Ionis Pharmaceuticals, Inc. (Nasdaq: IONS) has announced its third quarter 2024 financial results, highlighting significant advancements in its pipeline and commercial operations. The company is on track to achieve its 2024 financial guidance, with increased cash reserves reflecting proceeds from a recent equity offering.

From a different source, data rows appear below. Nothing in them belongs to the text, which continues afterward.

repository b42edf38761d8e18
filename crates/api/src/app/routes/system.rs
use axum::http::StatusCode;

pub async fn health() -> StatusCode {
    StatusCode::OK
}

WAINUA Achieves Commercial and Regulatory Success
WAINUA (eplontersen), for the treatment of adults with polyneuropathy of hereditary transthyretin-mediated amyloidosis (ATTRv-PN), has achieved multiple commercial and regulatory milestones. In the third quarter of 2024, WAINUA generated sales of $23 million, resulting in royalty revenue of $5 million. The drug received a positive Committee for Medicinal Products for Human Use (CHMP) opinion from the European Medicines Agency (EMA) and was approved in the UK by the Medicines and Healthcare products Regulatory Agency (MHRA).
Olezarsen Poised for Potential Approval
Olezarsen is positioned to potentially treat two patient populations with urgent unmet needs: familial chylomicronemia syndrome (FCS) and severe hypertriglyceridemia (sHTG). The New Drug Application (NDA) for patients with FCS is under FDA Priority Review with a PDUFA date of December 19, 2024. The Marketing Authorization Application (MAA) is also under regulatory review by the EMA. The ongoing pivotal development program for sHTG is on track for data in the second half of 2025.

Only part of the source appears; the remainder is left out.